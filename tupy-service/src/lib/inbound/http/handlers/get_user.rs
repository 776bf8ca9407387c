use axum::extract::State;
use axum::http::StatusCode;

use super::ApiError;
use super::ApiSuccess;
use super::UserData;
use crate::domain::user::models::UserId;
use crate::domain::user::ports::UserServicePort;
use crate::inbound::http::extract::ApiPath;
use crate::inbound::http::router::AppState;

pub async fn get_user(
    State(state): State<AppState>,
    ApiPath(user_id): ApiPath<i64>,
) -> Result<ApiSuccess<UserData>, ApiError> {
    state
        .user_service
        .get_user(&UserId(user_id))
        .await
        .map_err(ApiError::from)
        .map(|ref user| ApiSuccess::new(StatusCode::OK, user.into()))
}
pub mod order;
pub mod unit_of_work;
pub mod user;

pub use unit_of_work::PostgresDatabase;
pub use unit_of_work::PostgresUnitOfWork;

use crate::domain::errors::RepositoryError;

impl From<sqlx::Error> for RepositoryError {
    fn from(e: sqlx::Error) -> Self {
        if let Some(db_err) = e.as_database_error() {
            if db_err.is_unique_violation() {
                return RepositoryError::UniqueViolation {
                    constraint: db_err.constraint().unwrap_or_default().to_string(),
                };
            }
        }
        RepositoryError::Database(e.to_string())
    }
}
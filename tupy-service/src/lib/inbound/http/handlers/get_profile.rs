use axum::http::StatusCode;
use axum::Extension;
use serde::Serialize;

use super::ApiSuccess;
use crate::domain::user::models::User;
use crate::inbound::http::middleware::RequestUser;

/// Profile of the user behind the bearer token.
pub async fn get_profile(
    Extension(RequestUser(user)): Extension<RequestUser>,
) -> ApiSuccess<ProfileResponseData> {
    ApiSuccess::new(StatusCode::OK, (&user).into())
}

#[derive(Debug, Clone, PartialEq, Eq, Serialize)]
pub struct ProfileResponseData {
    pub id: i64,
    pub email: String,
    pub first_name: String,
    pub last_name: String,
}

impl From<&User> for ProfileResponseData {
    fn from(user: &User) -> Self {
        Self {
            id: user.id.0,
            email: user.email.as_str().to_string(),
            first_name: user.first_name.as_str().to_string(),
            last_name: user.last_name.as_str().to_string(),
        }
    }
}
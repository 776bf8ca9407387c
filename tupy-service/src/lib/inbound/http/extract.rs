use axum::extract::rejection::JsonRejection;
use axum::extract::rejection::PathRejection;
use axum::extract::rejection::QueryRejection;
use axum::extract::FromRequest;
use axum::extract::FromRequestParts;

use super::handlers::ApiError;
use super::handlers::FieldErrors;

/// `Json` whose rejections render as 422 validation errors.
#[derive(Debug, FromRequest)]
#[from_request(via(axum::Json), rejection(ApiError))]
pub struct ApiJson<T>(pub T);

/// `Query` whose rejections render as 422 validation errors.
#[derive(Debug, FromRequestParts)]
#[from_request(via(axum::extract::Query), rejection(ApiError))]
pub struct ApiQuery<T>(pub T);

/// `Path` whose rejections render as 422 validation errors.
#[derive(Debug, FromRequestParts)]
#[from_request(via(axum::extract::Path), rejection(ApiError))]
pub struct ApiPath<T>(pub T);

impl From<JsonRejection> for ApiError {
    fn from(rejection: JsonRejection) -> Self {
        let mut errors = FieldErrors::default();
        errors.add("body", rejection.body_text());
        errors.into_api_error("Invalid request body.")
    }
}

impl From<QueryRejection> for ApiError {
    fn from(rejection: QueryRejection) -> Self {
        let mut errors = FieldErrors::default();
        errors.add("query", rejection.body_text());
        errors.into_api_error("Invalid query parameters.")
    }
}

impl From<PathRejection> for ApiError {
    fn from(rejection: PathRejection) -> Self {
        let mut errors = FieldErrors::default();
        errors.add("path", rejection.body_text());
        errors.into_api_error("Invalid path parameters.")
    }
}
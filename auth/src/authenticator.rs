use chrono::Utc;

use crate::jwt::Claims;
use crate::jwt::JwtError;
use crate::jwt::JwtHandler;
use crate::password::PasswordError;
use crate::password::PasswordHasher;

/// Authentication coordinator combining password verification and token handling.
pub struct Authenticator {
    password_hasher: PasswordHasher,
    jwt_handler: JwtHandler,
}

/// Result of successful authentication.
#[derive(Debug)]
pub struct AuthenticationResult {
    /// Signed bearer token
    pub access_token: String,
}

/// Authentication operation errors.
#[derive(Debug, thiserror::Error)]
pub enum AuthenticationError {
    #[error("Invalid credentials")]
    InvalidCredentials,

    #[error("JWT error: {0}")]
    JwtError(#[from] JwtError),
}

impl Authenticator {
    /// Create an authenticator signing with HS256.
    pub fn new(jwt_secret: &[u8]) -> Self {
        Self {
            password_hasher: PasswordHasher::new(),
            jwt_handler: JwtHandler::new(jwt_secret),
        }
    }

    /// Create an authenticator for a configured algorithm name.
    ///
    /// # Errors
    /// * `UnsupportedAlgorithm` - See [`JwtHandler::with_algorithm`]
    pub fn with_algorithm(jwt_secret: &[u8], algorithm: &str) -> Result<Self, JwtError> {
        Ok(Self {
            password_hasher: PasswordHasher::new(),
            jwt_handler: JwtHandler::with_algorithm(jwt_secret, algorithm)?,
        })
    }

    /// Hash a password for storage.
    ///
    /// # Errors
    /// * `PasswordError` - Hashing operation failed
    pub fn hash_password(&self, password: &str) -> Result<String, PasswordError> {
        self.password_hasher.hash(password)
    }

    /// Check a password against a stored hash without issuing anything.
    pub fn verify_password(&self, password: &str, stored_hash: &str) -> bool {
        self.password_hasher.verify(password, stored_hash)
    }

    /// Verify credentials and issue a token for `claims`.
    ///
    /// # Errors
    /// * `InvalidCredentials` - Password does not match (or the hash is unreadable)
    /// * `JwtError` - Token generation failed
    pub fn authenticate(
        &self,
        password: &str,
        stored_hash: &str,
        claims: &Claims,
    ) -> Result<AuthenticationResult, AuthenticationError> {
        if !self.password_hasher.verify(password, stored_hash) {
            return Err(AuthenticationError::InvalidCredentials);
        }

        let access_token = self.jwt_handler.encode(claims)?;

        Ok(AuthenticationResult { access_token })
    }

    /// Issue a token without password verification (e.g. right after sign-up).
    ///
    /// # Errors
    /// * `JwtError` - Token generation failed
    pub fn issue_token(&self, claims: &Claims) -> Result<String, JwtError> {
        self.jwt_handler.encode(claims)
    }

    /// Verify a token and return its claims.
    ///
    /// Expired, tampered, wrongly signed and malformed tokens all yield `None`;
    /// callers cannot tell these cases apart.
    pub fn verify_token(&self, token: &str) -> Option<Claims> {
        let claims: Claims = match self.jwt_handler.decode(token) {
            Ok(claims) => claims,
            Err(e) => {
                tracing::debug!(error = %e, "Rejected access token");
                return None;
            }
        };

        if claims.is_expired(Utc::now().timestamp()) {
            tracing::debug!(user_id = claims.user_id, "Rejected expired access token");
            return None;
        }

        Some(claims)
    }
}
pub mod database;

Problem statement: Go through the entries and copy each line holding the string "filename".

Output of the exercise:
filename tupy-service/src/lib/inbound/http/handlers/get_user.rs
filename tupy-service/src/lib/inbound/http/handlers/get_profile.rs
filename tupy-service/src/lib/inbound/http/extract.rs
filename auth/src/authenticator.rs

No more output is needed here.